Given entries →

//! Casing collar detection from CCL spikes
//!
//! ## Algorithm
//!
//! 1. Thresholds from the whole curve: `upper = gain × (max − mean)`
//! 2. Samples sorted by ascending depth; every reading above `upper` is a candidate
//! 3. A candidate within `tolerance` of the previous candidate is the same
//!    collar seen twice and is dropped (the shallower one is kept)
//! 4. Spacing check: the first collar is valid; each later collar is valid
//!    when its distance from the previous collar lies in
//!    `[spacing − tolerance, spacing + tolerance]`. Out-of-spacing collars are
//!    kept, flagged invalid, and become the reference for the next one.
//! 5. Labels `C.1`, `C.2`, ... in ascending depth
//!
//! Sentinel readings in either canonical curve are reported separately as
//! anomalies; they never become collars.

use statrs::statistics::Statistics;
use tracing::debug;

use crate::types::{
    sorted_by_depth, Collar, CollarScan, CollarThresholds, CollarValidity, Curve, DepthSample,
    SentinelAnomaly,
};

/// Derive the collar thresholds from the valid CCL readings.
///
/// Returns `None` when the log holds no usable CCL reading.
pub fn collar_thresholds(samples: &[DepthSample], gain_fraction: f64) -> Option<CollarThresholds> {
    let ccl: Vec<f64> = samples.iter().filter(|s| s.has_ccl()).map(|s| s.ccl).collect();
    if ccl.is_empty() {
        return None;
    }

    let mean = Statistics::mean(ccl.iter());
    let max = Statistics::max(ccl.iter());
    let min = Statistics::min(ccl.iter());

    Some(CollarThresholds {
        upper: gain_fraction * (max - mean),
        lower: gain_fraction * (min - mean),
        gain_fraction,
    })
}

/// Sentinel readings of the CCL and CBL curves, in ascending depth.
pub fn find_sentinels(samples: &[DepthSample]) -> Vec<SentinelAnomaly> {
    let mut anomalies = Vec::new();
    for s in sorted_by_depth(samples) {
        if !s.has_ccl() {
            anomalies.push(SentinelAnomaly { depth: s.depth, curve: Curve::Ccl });
        }
        if !s.has_cbl() {
            anomalies.push(SentinelAnomaly { depth: s.depth, curve: Curve::Cbl });
        }
    }
    anomalies
}

/// Detect collars above `upper_threshold`.
///
/// Input order does not matter; the scan always runs shallow to deep.
pub fn detect_collars(
    samples: &[DepthSample],
    upper_threshold: f64,
    min_spacing: f64,
    tolerance: f64,
) -> CollarScan {
    let sorted = sorted_by_depth(samples);

    let mut retained: Vec<(f64, f64)> = Vec::new();
    let mut last_candidate: Option<f64> = None;
    let mut duplicates = 0usize;

    for s in sorted.iter().filter(|s| s.has_ccl() && s.ccl > upper_threshold) {
        let is_duplicate = last_candidate.is_some_and(|prev| s.depth - prev <= tolerance);
        last_candidate = Some(s.depth);
        if is_duplicate {
            duplicates += 1;
            continue;
        }
        retained.push((s.depth, s.ccl));
    }

    let spacing_range = (min_spacing - tolerance)..=(min_spacing + tolerance);
    let mut previous: Option<f64> = None;
    let collars: Vec<Collar> = retained
        .into_iter()
        .enumerate()
        .map(|(idx, (depth, ccl))| {
            let validity = match previous {
                Some(prev) if !spacing_range.contains(&(depth - prev)) => CollarValidity::Invalid,
                _ => CollarValidity::Valid,
            };
            previous = Some(depth);
            Collar {
                label: format!("C.{}", idx + 1),
                depth,
                ccl,
                validity,
            }
        })
        .collect();

    debug!(
        collars = collars.len(),
        duplicates,
        invalid = collars.iter().filter(|c| !c.is_valid()).count(),
        threshold = upper_threshold,
        "Collar scan complete"
    );

    CollarScan {
        collars,
        anomalies: find_sentinels(&sorted),
    }
}

#[cfg(test)]
mod tests {
    use super::*;
    use crate::numeric::NULL_VALUE;

    fn ccl(depth: f64, value: f64) -> DepthSample {
        DepthSample::new(depth, 20.0, value)
    }

    fn depths(scan: &CollarScan) -> Vec<f64> {
        scan.collars.iter().map(|c| c.depth).collect()
    }

    #[test]
    fn test_thresholds_from_curve() {
        let samples = vec![ccl(1.0, 0.0), ccl(2.0, 0.0), ccl(3.0, 3.0), ccl(4.0, NULL_VALUE)];
        let t = collar_thresholds(&samples, 0.5).expect("ccl present");
        assert!((t.upper - 1.0).abs() < 1e-12, "upper = {}", t.upper);
        assert!((t.lower + 0.5).abs() < 1e-12, "lower = {}", t.lower);
        assert!(collar_thresholds(&[ccl(1.0, NULL_VALUE)], 0.5).is_none());
    }

    #[test]
    fn test_adjacent_candidates_collapse_to_first() {
        let samples = vec![ccl(100.3, 5.0), ccl(100.0, 5.0), ccl(105.0, 0.0)];
        let scan = detect_collars(&samples, 1.0, 9.6, 1.0);
        assert_eq!(depths(&scan), vec![100.0]);
        assert_eq!(scan.collars[0].label, "C.1");
        assert!(scan.collars[0].is_valid());
    }

    #[test]
    fn test_spacing_validity_and_chain_restart() {
        let samples = vec![
            ccl(100.0, 5.0),
            ccl(109.6, 5.0),
            ccl(115.0, 5.0),
            ccl(124.8, 5.0),
            ccl(140.0, 5.0),
        ];
        let scan = detect_collars(&samples, 1.0, 9.6, 1.0);
        let validity: Vec<CollarValidity> = scan.collars.iter().map(|c| c.validity).collect();
        assert_eq!(
            validity,
            vec![
                CollarValidity::Valid,
                CollarValidity::Valid,
                CollarValidity::Invalid,
                CollarValidity::Valid,
                CollarValidity::Invalid,
            ]
        );
        let labels: Vec<&str> = scan.collars.iter().map(|c| c.label.as_str()).collect();
        assert_eq!(labels, vec!["C.1", "C.2", "C.3", "C.4", "C.5"]);
    }

    #[test]
    fn test_detection_is_idempotent_on_accepted_depths() {
        let samples = vec![
            ccl(100.0, 5.0),
            ccl(100.5, 6.0),
            ccl(101.2, 5.0),
            ccl(109.7, 5.0),
            ccl(119.3, 5.0),
            ccl(119.9, 5.0),
        ];
        let first = detect_collars(&samples, 1.0, 9.6, 1.0);
        let accepted: Vec<DepthSample> = first.collars.iter().map(|c| ccl(c.depth, c.ccl)).collect();
        let second = detect_collars(&accepted, 1.0, 9.6, 1.0);
        assert_eq!(depths(&first), depths(&second));
    }

    #[test]
    fn test_no_candidates() {
        let samples = vec![ccl(100.0, 0.1), ccl(101.0, 0.2)];
        let scan = detect_collars(&samples, 1.0, 9.6, 1.0);
        assert!(scan.collars.is_empty());
        assert!(scan.anomalies.is_empty());
    }

    #[test]
    fn test_sentinels_reported_independently() {
        let samples = vec![
            ccl(100.0, 5.0),
            ccl(101.0, NULL_VALUE),
            DepthSample::new(102.0, NULL_VALUE, 0.0),
        ];
        let scan = detect_collars(&samples, 1.0, 9.6, 1.0);
        assert_eq!(depths(&scan), vec![100.0]);
        assert_eq!(
            scan.anomalies,
            vec![
                SentinelAnomaly { depth: 101.0, curve: Curve::Ccl },
                SentinelAnomaly { depth: 102.0, curve: Curve::Cbl },
            ]
        );
    }
}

Task →
Each record is to be repeated word for word, with none skipped.

Result of this task →
//! Casing collar detection from CCL spikes
//!
//! ## Algorithm
//!
//! 1. Thresholds from the whole curve: `upper = gain × (max − mean)`
//! 2. Samples sorted by ascending depth; every reading above `upper` is a candidate
//! 3. A candidate within `tolerance` of the previous candidate is the same
//!    collar seen twice and is dropped (the shallower one is kept)
//! 4. Spacing check: the first collar is valid; each later collar is valid
//!    when its distance from the previous collar lies in
//!    `[spacing − tolerance, spacing + tolerance]`. Out-of-spacing collars are
//!    kept, flagged invalid, and become the reference for the next one.
//! 5. Labels `C.1`, `C.2`, ... in ascending depth
//!
//! Sentinel readings in either canonical curve are reported separately as
//! anomalies; they never become collars.

use statrs::statistics::Statistics;
use tracing::debug;

use crate::types::{
    sorted_by_depth, Collar, CollarScan, CollarThresholds, CollarValidity, Curve, DepthSample,
    SentinelAnomaly,
};

/// Derive the collar thresholds from the valid CCL readings.
///
/// Returns `None` when the log holds no usable CCL reading.
pub fn collar_thresholds(samples: &[DepthSample], gain_fraction: f64) -> Option<CollarThresholds> {
    let ccl: Vec<f64> = samples.iter().filter(|s| s.has_ccl()).map(|s| s.ccl).collect();
    if ccl.is_empty() {
        return None;
    }

    let mean = Statistics::mean(ccl.iter());
    let max = Statistics::max(ccl.iter());
    let min = Statistics::min(ccl.iter());

    Some(CollarThresholds {
        upper: gain_fraction * (max - mean),
        lower: gain_fraction * (min - mean),
        gain_fraction,
    })
}

/// Sentinel readings of the CCL and CBL curves, in ascending depth.
pub fn find_sentinels(samples: &[DepthSample]) -> Vec<SentinelAnomaly> {
    let mut anomalies = Vec::new();
    for s in sorted_by_depth(samples) {
        if !s.has_ccl() {
            anomalies.push(SentinelAnomaly { depth: s.depth, curve: Curve::Ccl });
        }
        if !s.has_cbl() {
            anomalies.push(SentinelAnomaly { depth: s.depth, curve: Curve::Cbl });
        }
    }
    anomalies
}

/// Detect collars above `upper_threshold`.
///
/// Input order does not matter; the scan always runs shallow to deep.
pub fn detect_collars(
    samples: &[DepthSample],
    upper_threshold: f64,
    min_spacing: f64,
    tolerance: f64,
) -> CollarScan {
    let sorted = sorted_by_depth(samples);

    let mut retained: Vec<(f64, f64)> = Vec::new();
    let mut last_candidate: Option<f64> = None;
    let mut duplicates = 0usize;

    for s in sorted.iter().filter(|s| s.has_ccl() && s.ccl > upper_threshold) {
        let is_duplicate = last_candidate.is_some_and(|prev| s.depth - prev <= tolerance);
        last_candidate = Some(s.depth);
        if is_duplicate {
            duplicates += 1;
            continue;
        }
        retained.push((s.depth, s.ccl));
    }

    let spacing_range = (min_spacing - tolerance)..=(min_spacing + tolerance);
    let mut previous: Option<f64> = None;
    let collars: Vec<Collar> = retained
        .into_iter()
        .enumerate()
        .map(|(idx, (depth, ccl))| {
            let validity = match previous {
                Some(prev) if !spacing_range.contains(&(depth - prev)) => CollarValidity::Invalid,
                _ => CollarValidity::Valid,
            };
            previous = Some(depth);
            Collar {
                label: format!("C.{}", idx + 1),
                depth,
                ccl,
                validity,
            }
        })
        .collect();

    debug!(
        collars = collars.len(),
        duplicates,
        invalid = collars.iter().filter(|c| !c.is_valid()).count(),
        threshold = upper_threshold,
        "Collar scan complete"
    );

    CollarScan {
        collars,
        anomalies: find_sentinels(&sorted),
    }
}

#[cfg(test)]
mod tests {
    use super::*;
    use crate::numeric::NULL_VALUE;

    fn ccl(depth: f64, value: f64) -> DepthSample {
        DepthSample::new(depth, 20.0, value)
    }

    fn depths(scan: &CollarScan) -> Vec<f64> {
        scan.collars.iter().map(|c| c.depth).collect()
    }

    #[test]
    fn test_thresholds_from_curve() {
        let samples = vec![ccl(1.0, 0.0), ccl(2.0, 0.0), ccl(3.0, 3.0), ccl(4.0, NULL_VALUE)];
        let t = collar_thresholds(&samples, 0.5).expect("ccl present");
        assert!((t.upper - 1.0).abs() < 1e-12, "upper = {}", t.upper);
        assert!((t.lower + 0.5).abs() < 1e-12, "lower = {}", t.lower);
        assert!(collar_thresholds(&[ccl(1.0, NULL_VALUE)], 0.5).is_none());
    }

    #[test]
    fn test_adjacent_candidates_collapse_to_first() {
        let samples = vec![ccl(100.3, 5.0), ccl(100.0, 5.0), ccl(105.0, 0.0)];
        let scan = detect_collars(&samples, 1.0, 9.6, 1.0);
        assert_eq!(depths(&scan), vec![100.0]);
        assert_eq!(scan.collars[0].label, "C.1");
        assert!(scan.collars[0].is_valid());
    }

    #[test]
    fn test_spacing_validity_and_chain_restart() {
        let samples = vec![
            ccl(100.0, 5.0),
            ccl(109.6, 5.0),
            ccl(115.0, 5.0),
            ccl(124.8, 5.0),
            ccl(140.0, 5.0),
        ];
        let scan = detect_collars(&samples, 1.0, 9.6, 1.0);
        let validity: Vec<CollarValidity> = scan.collars.iter().map(|c| c.validity).collect();
        assert_eq!(
            validity,
            vec![
                CollarValidity::Valid,
                CollarValidity::Valid,
                CollarValidity::Invalid,
                CollarValidity::Valid,
                CollarValidity::Invalid,
            ]
        );
        let labels: Vec<&str> = scan.collars.iter().map(|c| c.label.as_str()).collect();
        assert_eq!(labels, vec!["C.1", "C.2", "C.3", "C.4", "C.5"]);
    }

    #[test]
    fn test_detection_is_idempotent_on_accepted_depths() {
        let samples = vec![
            ccl(100.0, 5.0),
            ccl(100.5, 6.0),
            ccl(101.2, 5.0),
            ccl(109.7, 5.0),
            ccl(119.3, 5.0),
            ccl(119.9, 5.0),
        ];
        let first = detect_collars(&samples, 1.0, 9.6, 1.0);
        let accepted: Vec<DepthSample> = first.collars.iter().map(|c| ccl(c.depth, c.ccl)).collect();
        let second = detect_collars(&accepted, 1.0, 9.6, 1.0);
        assert_eq!(depths(&first), depths(&second));
    }

    #[test]
    fn test_no_candidates() {
        let samples = vec![ccl(100.0, 0.1), ccl(101.0, 0.2)];
        let scan = detect_collars(&samples, 1.0, 9.6, 1.0);
        assert!(scan.collars.is_empty());
        assert!(scan.anomalies.is_empty());
    }

    #[test]
    fn test_sentinels_reported_independently() {
        let samples = vec![
            ccl(100.0, 5.0),
            ccl(101.0, NULL_VALUE),
            DepthSample::new(102.0, NULL_VALUE, 0.0),
        ];
        let scan = detect_collars(&samples, 1.0, 9.6, 1.0);
        assert_eq!(depths(&scan), vec![100.0]);
        assert_eq!(
            scan.anomalies,
            vec![
                SentinelAnomaly { depth: 101.0, curve: Curve::Ccl },
                SentinelAnomaly { depth: 102.0, curve: Curve::Cbl },
            ]
        );
    }
}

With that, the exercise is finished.